Hammer v. Dagenhart has not been followed. The distinction on which the decision was rested that Congressional power to prohibit interstate commerce is limited to articles which in themselves have some harmful or deleterious property-a distinction which was novel when made and unsupported by any provision of the Constitution-has long since been abandoned. Brooks v. United States, supra; Kentucky Whip & Collar Co. v. Illinois Central R. Co., supra; Electric Bond & Share Co. v. Securities & Exchange Commission, 303 U.S. 419 , 58 S.Ct. 678, 115 A.L.R. 105; Mulford v. Smith, 307 U.S. 38 , 59 S.Ct. 648. The thesis of the opinion that the motive of the prohibition or its effect to control in some measure the use or production within the states of the article thus excluded from the commerce can operate to deprive the regulation of its constitutional authority has long since ceased to have force. Reid v. Colorado, supra; Lottery Case, supra; Hipolite Egg Co. v. United States, supra; Seven Cases v. United States, supra, 239 U.S. 514 , 36 S.Ct. 191; Hamilton v. Kentucky Distilleries & Warehouse Co., supra, 251 U.S. 156 , 40 S.Ct. 108; United States v. Carolene Products Co., supra, 304 U.S. 147 , 58 S.Ct. 780. And finally we have declared 'The authority of the Federal Government over interstate commerce does not differ in extent or character from that retained by the states over intrastate commerce'. United States v. Rock Royal Co-Operative, Inc., 307 U.S. 533, 569 , 59 S.Ct. 993, 1011.

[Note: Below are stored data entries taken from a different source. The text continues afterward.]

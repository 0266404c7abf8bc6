//! # Text Line Source
//!
//! Reads a text file into raw lines. The whole file is loaded before
//! reflowing; there is no streaming.
//!
//! Lines are split on `\n`. A trailing `\r` is stripped so files with DOS
//! line endings don't send a stray carriage return before each terminator.
//! No encoding validation is performed: bytes pass through as-is.

use std::fs::File;
use std::io::{BufRead, BufReader};
use std::path::Path;

use crate::error::SmartParallelError;

/// One line of the source file, without its line ending
pub type RawLine = Vec<u8>;

/// Read all lines of a file.
///
/// ## Errors
///
/// Returns [`SmartParallelError::Source`] if the file can't be opened or read.
pub fn read_lines<P: AsRef<Path>>(path: P) -> Result<Vec<RawLine>, SmartParallelError> {
    let path = path.as_ref();
    let source_err = |source: std::io::Error| SmartParallelError::Source {
        path: path.to_path_buf(),
        source,
    };

    let file = File::open(path).map_err(source_err)?;
    let lines = lines_from_reader(BufReader::new(file)).map_err(source_err)?;

    tracing::debug!(path = %path.display(), lines = lines.len(), "read source file");
    Ok(lines)
}

/// Split everything readable from `reader` into lines.
pub fn lines_from_reader<R: BufRead>(reader: R) -> std::io::Result<Vec<RawLine>> {
    reader
        .split(b'\n')
        .map(|line| {
            let mut line = line?;
            if line.last() == Some(&b'\r') {
                line.pop();
            }
            Ok(line)
        })
        .collect()
}

#[cfg(test)]
mod tests {
    use super::*;
    use pretty_assertions::assert_eq;
    use std::io::{Cursor, Write};

    #[test]
    fn test_split_lines() {
        let lines = lines_from_reader(Cursor::new("one\ntwo\n\nfour")).unwrap();
        assert_eq!(lines, vec![b"one".to_vec(), b"two".to_vec(), vec![], b"four".to_vec()]);
    }

    #[test]
    fn test_trailing_newline_adds_no_line() {
        let lines = lines_from_reader(Cursor::new("one\ntwo\n")).unwrap();
        assert_eq!(lines.len(), 2);
    }

    #[test]
    fn test_crlf_stripped() {
        let lines = lines_from_reader(Cursor::new("one\r\ntwo\r\n")).unwrap();
        assert_eq!(lines, vec![b"one".to_vec(), b"two".to_vec()]);
    }

    #[test]
    fn test_empty_input() {
        let lines = lines_from_reader(Cursor::new("")).unwrap();
        assert!(lines.is_empty());
    }

    #[test]
    fn test_read_lines_from_file() {
        let mut file = tempfile::NamedTempFile::new().unwrap();
        write!(file, "alpha\nbeta\n").unwrap();

        let lines = read_lines(file.path()).unwrap();
        assert_eq!(lines, vec![b"alpha".to_vec(), b"beta".to_vec()]);
    }

    #[test]
    fn test_missing_file_is_source_error() {
        let dir = tempfile::tempdir().unwrap();
        let missing = dir.path().join("nope.txt");

        match read_lines(&missing) {
            Err(SmartParallelError::Source { path, .. }) => assert_eq!(path, missing),
            other => panic!("expected source error, got {other:?}"),
        }
    }
}
//! # SmartParallel Wire Framing
//!
//! The SmartParallel interface receives text one line at a time over the
//! serial link and forwards it to the parallel printer.
//!
//! ## Line Frames
//!
//! Every payload line is sent as:
//!
//! ```text
//! ┌──────────────┬──────┬──────┬──────┐
//! │ line bytes   │  CR  │  LF  │ NUL  │
//! │ (≤ columns)  │ 0x0D │ 0x0A │ 0x00 │
//! └──────────────┴──────┴──────┴──────┘
//! ```
//!
//! CR LF ends the printed line; NUL marks the end of the transmission so the
//! interface knows it can start printing.
//!
//! ## Command Frames
//!
//! Control requests are a fixed 3-byte sequence:
//!
//! ```text
//! ┌────────┬──────┬──────┐
//! │ marker │ code │ NUL  │
//! └────────┴──────┴──────┘
//! ```
//!
//! The marker byte distinguishes a command from payload text. Marker and
//! command codes are peripheral-specific and come from configuration.

// ============================================================================
// FRAMING CONSTANTS
// ============================================================================

/// CR (Carriage Return)
pub const CR: u8 = 0x0D;

/// LF (Line Feed)
pub const LF: u8 = 0x0A;

/// NUL - end-of-transmission terminator
///
/// Closes every line frame and every command frame.
pub const TERMINATOR: u8 = 0x00;

/// Line terminator sent after each line's text
pub const LINE_END: [u8; 2] = [CR, LF];

/// Default command marker byte (SOH)
pub const DEFAULT_COMMAND_MARKER: u8 = 0x01;

/// Default status-request command code
pub const DEFAULT_STATUS_CODE: u8 = 0x10;

// ============================================================================
// LINE FRAMES
// ============================================================================

/// # Line Frame
///
/// Build the complete frame for one line of text.
///
/// ## Example
///
/// ```
/// use smartparallel::protocol::frame;
///
/// assert_eq!(frame::line(b"HI"), vec![b'H', b'I', 0x0D, 0x0A, 0x00]);
/// ```
pub fn line(text: &[u8]) -> Vec<u8> {
    let mut frame = Vec::with_capacity(text.len() + LINE_END.len() + 1);
    frame.extend_from_slice(text);
    frame.extend_from_slice(&LINE_END);
    frame.push(TERMINATOR);
    frame
}

// ============================================================================
// COMMAND FRAMES
// ============================================================================

/// # Command Frame
///
/// A control request for the interface, as opposed to payload text.
///
/// | Byte | Value |
/// |------|-------|
/// | 0 | marker |
/// | 1 | command code |
/// | 2 | NUL terminator |
#[derive(Debug, Clone, Copy, PartialEq, Eq)]
pub struct CommandFrame {
    /// Byte announcing a command
    pub marker: u8,
    /// Command code
    pub code: u8,
}

impl CommandFrame {
    /// Create a command frame.
    pub const fn new(marker: u8, code: u8) -> Self {
        Self { marker, code }
    }

    /// Encode as the 3 bytes sent on the wire.
    ///
    /// ```
    /// use smartparallel::protocol::frame::CommandFrame;
    ///
    /// assert_eq!(CommandFrame::new(0x01, 0x10).to_bytes(), [0x01, 0x10, 0x00]);
    /// ```
    #[inline]
    pub const fn to_bytes(self) -> [u8; 3] {
        [self.marker, self.code, TERMINATOR]
    }
}

#[cfg(test)]
mod tests {
    use super::*;

    #[test]
    fn test_line_end_bytes() {
        assert_eq!(LINE_END, [0x0D, 0x0A]);
        assert_eq!(TERMINATOR, 0x00);
    }

    #[test]
    fn test_line_frame() {
        assert_eq!(line(b"abc"), vec![b'a', b'b', b'c', 0x0D, 0x0A, 0x00]);
    }

    #[test]
    fn test_empty_line_frame() {
        assert_eq!(line(b""), vec![0x0D, 0x0A, 0x00]);
    }

    #[test]
    fn test_command_frame_layout() {
        let frame = CommandFrame::new(0xAA, 0x42);
        assert_eq!(frame.to_bytes(), [0xAA, 0x42, 0x00]);
    }
}
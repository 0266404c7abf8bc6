//! # CTS Input via sysfs GPIO
//!
//! The SmartParallel interface pulls its CTS line low when it can accept a
//! line of text. The line is wired to a GPIO input (BCM pin 8 by default)
//! and sampled through the Linux sysfs GPIO interface.
//!
//! ## Setup
//!
//! The signal is active low and needs a pull-up, which sysfs can't
//! configure. On a Raspberry Pi set it at boot in `config.txt`:
//!
//! ```text
//! gpio=8=ip,pu
//! ```
//!
//! [`CtsPin::open`] exports the pin if necessary and sets it as an input.

use std::fs::{self, File};
use std::io::{self, Read, Seek, SeekFrom};
use std::path::Path;
use std::thread;
use std::time::{Duration, Instant};

use crate::error::SmartParallelError;

/// Default GPIO pin for CTS
pub const DEFAULT_CTS_PIN: u32 = 8;

/// Root of the sysfs GPIO interface
pub const SYSFS_GPIO_ROOT: &str = "/sys/class/gpio";

/// How long to wait for the kernel to create a freshly exported pin
const EXPORT_TIMEOUT: Duration = Duration::from_secs(1);

/// # CTS Pin
///
/// An active-low GPIO input: value `0` means the printer is ready.
pub struct CtsPin {
    pin: u32,
    value: File,
}

impl CtsPin {
    /// Open a pin under `/sys/class/gpio`.
    pub fn open(pin: u32) -> Result<Self, SmartParallelError> {
        Self::open_at(SYSFS_GPIO_ROOT, pin)
    }

    /// Open a pin under an arbitrary sysfs-style root.
    ///
    /// ## Errors
    ///
    /// Returns [`SmartParallelError::Transport`] if the pin can't be
    /// exported, configured as an input or opened.
    pub fn open_at<P: AsRef<Path>>(root: P, pin: u32) -> Result<Self, SmartParallelError> {
        let root = root.as_ref();
        let dir = root.join(format!("gpio{}", pin));

        if !dir.exists() {
            export(root, pin, &dir)?;
        }

        fs::write(dir.join("direction"), "in").map_err(|e| {
            SmartParallelError::Transport(format!("Failed to set GPIO {} as input: {}", pin, e))
        })?;

        let value = File::open(dir.join("value")).map_err(|e| {
            SmartParallelError::Transport(format!("Failed to open GPIO {} value: {}", pin, e))
        })?;

        tracing::info!(pin, "CTS pin configured");
        Ok(Self { pin, value })
    }

    /// GPIO pin number
    pub fn pin(&self) -> u32 {
        self.pin
    }

    /// Sample the pin. `true` when CTS is asserted (line pulled low).
    pub fn is_asserted(&mut self) -> io::Result<bool> {
        let mut buf = [0u8; 2];
        self.value.seek(SeekFrom::Start(0))?;
        let n = self.value.read(&mut buf)?;

        match buf[..n].first() {
            Some(b'0') => Ok(true),
            Some(b'1') => Ok(false),
            _ => Err(io::Error::new(
                io::ErrorKind::InvalidData,
                format!("unexpected GPIO {} value {:?}", self.pin, &buf[..n]),
            )),
        }
    }
}

/// Export `pin` and wait for its directory to appear.
fn export(root: &Path, pin: u32, dir: &Path) -> Result<(), SmartParallelError> {
    fs::write(root.join("export"), pin.to_string()).map_err(|e| {
        SmartParallelError::Transport(format!("Failed to export GPIO {}: {}", pin, e))
    })?;

    // The kernel creates the pin directory asynchronously
    let started = Instant::now();
    while !dir.exists() {
        if started.elapsed() >= EXPORT_TIMEOUT {
            return Err(SmartParallelError::Transport(format!(
                "GPIO {} was not created after export",
                pin
            )));
        }
        thread::sleep(Duration::from_millis(10));
    }

    tracing::debug!(pin, "exported GPIO pin");
    Ok(())
}
//! # Line Transmission
//!
//! Delivers reflowed lines to the printer interface, one handshake per line.
//!
//! - [`controller`]: the [`Transmitter`] state machine
//! - [`pause`]: how the transmitter sleeps between polls
//!
//! For a one-off run with default settings use [`transmit`].

pub mod controller;
pub mod pause;

use std::time::Duration;

pub use controller::{
    DEFAULT_RETRY_DELAY, DEFAULT_RETRY_LIMIT, TransmissionResult, TransmitEvent, TransmitSettings,
    Transmitter,
};
pub use pause::{Pause, RecordingPause, ThreadPause};

use crate::error::SmartParallelError;
use crate::text::DisplayLine;
use crate::transport::Channel;

/// Send `lines` over `channel`, polling up to `retry_limit` times per line
/// and sleeping `retry_delay` between polls.
///
/// See [`Transmitter::transmit`].
pub fn transmit<C: Channel>(
    lines: &[DisplayLine],
    channel: C,
    retry_limit: u32,
    retry_delay: Duration,
) -> Result<TransmissionResult, SmartParallelError> {
    let settings = TransmitSettings {
        retry_limit,
        retry_delay,
        ..TransmitSettings::default()
    };
    Transmitter::new(channel, settings).transmit(lines)
}
//! # SmartParallel Protocol Implementation
//!
//! Byte-level framing for the SmartParallel serial interface.
//!
//! ## Module Structure
//!
//! - [`frame`]: Line frames, command frames and framing constants
//! - [`status`]: Command sending and status queries
//!
//! ## Usage Example
//!
//! ```
//! use smartparallel::protocol::frame::{self, CommandFrame};
//!
//! let mut data = Vec::new();
//! data.extend(frame::line(b"Hello, printer"));
//! data.extend(CommandFrame::new(0x01, 0x10).to_bytes());
//!
//! assert_eq!(data.len(), 14 + 3 + 3);
//! ```

pub mod frame;
pub mod status;

pub use frame::{CommandFrame, LINE_END, TERMINATOR};
pub use status::{CommandSettings, query_status, send_command};
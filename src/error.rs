//! # Error Types
//!
//! This module defines error types used throughout the smartparallel library.
//!
//! A read that hits its deadline without data is not an error: status
//! queries report it as an empty response.

use std::io;
use std::path::PathBuf;

use thiserror::Error;

/// Main error type for smartparallel operations
#[derive(Debug, Error)]
pub enum SmartParallelError {
    /// The printer never asserted CTS within the retry limit.
    ///
    /// The run was aborted; `lines_sent` lines were delivered before it.
    #[error("Printer not ready: timed out after {lines_sent} lines")]
    ChannelUnavailable {
        /// Lines fully delivered before the timeout
        lines_sent: usize,
    },

    /// Writing to the serial link failed.
    ///
    /// `line_index` is `None` when the failed write was a command frame.
    #[error("Write failed after {lines_sent} lines: {source}")]
    WriteFailure {
        /// Index of the display line being sent, if any
        line_index: Option<usize>,
        /// Lines fully delivered before the failure
        lines_sent: usize,
        /// Underlying I/O error
        #[source]
        source: io::Error,
    },

    /// Reading a status response failed for a reason other than the deadline
    #[error("Read failed: {0}")]
    ReadFailure(#[source] io::Error),

    /// The input text file could not be read
    #[error("Failed to read {}: {source}", .path.display())]
    Source {
        /// File that was being read
        path: PathBuf,
        /// Underlying I/O error
        #[source]
        source: io::Error,
    },

    /// Invalid configuration value
    #[error("Invalid configuration: {0}")]
    Config(String),

    /// Transport-level setup errors (device, GPIO)
    #[error("Transport error: {0}")]
    Transport(String),

    /// I/O error wrapper
    #[error("I/O error: {0}")]
    Io(#[from] io::Error),
}

#[cfg(test)]
mod tests {
    use super::*;

    #[test]
    fn test_channel_unavailable_message() {
        let err = SmartParallelError::ChannelUnavailable { lines_sent: 3 };
        assert_eq!(err.to_string(), "Printer not ready: timed out after 3 lines");
    }

    #[test]
    fn test_source_message_names_path() {
        let err = SmartParallelError::Source {
            path: PathBuf::from("/tmp/missing.txt"),
            source: io::Error::new(io::ErrorKind::NotFound, "not found"),
        };
        assert!(err.to_string().contains("/tmp/missing.txt"));
    }
}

The conclusion is inescapable that Hammer v. Dagenhart, was a departure from the principles which have prevailed in the interpretation of the commerce clause both [312 U.S. 100, 117] before and since the decision and that such vitality, as a precedent, as it then had has long since been exhausted. It should be and now is overruled. Darby @ 114-118

Not long after the decision of United States v. E. C. Knight Co., supra, Mr. Justice Holmes, in sustaining the exercise of national power over intrastate activity, stated for the Court that 'commerce among the states is not a technical legal conception, but a practical one, drawn from the course of business.' Swift & Co. v. United States, 196 U.S. 375, 398 , 25 S.Ct. 276, 280. It was soon demonstrated that the effects of many kinds of intrastate activity upon interstate commerce were such as to make them a proper subject of federal regulation. 22 - Wickard @ 123

Your assertion is a fallacy, moreover, I see a strong argument being made that the very idea being espoused in Wickard has been the prevailing opinion regarding the power of the commerce clause for quite a long time prior to Wickard.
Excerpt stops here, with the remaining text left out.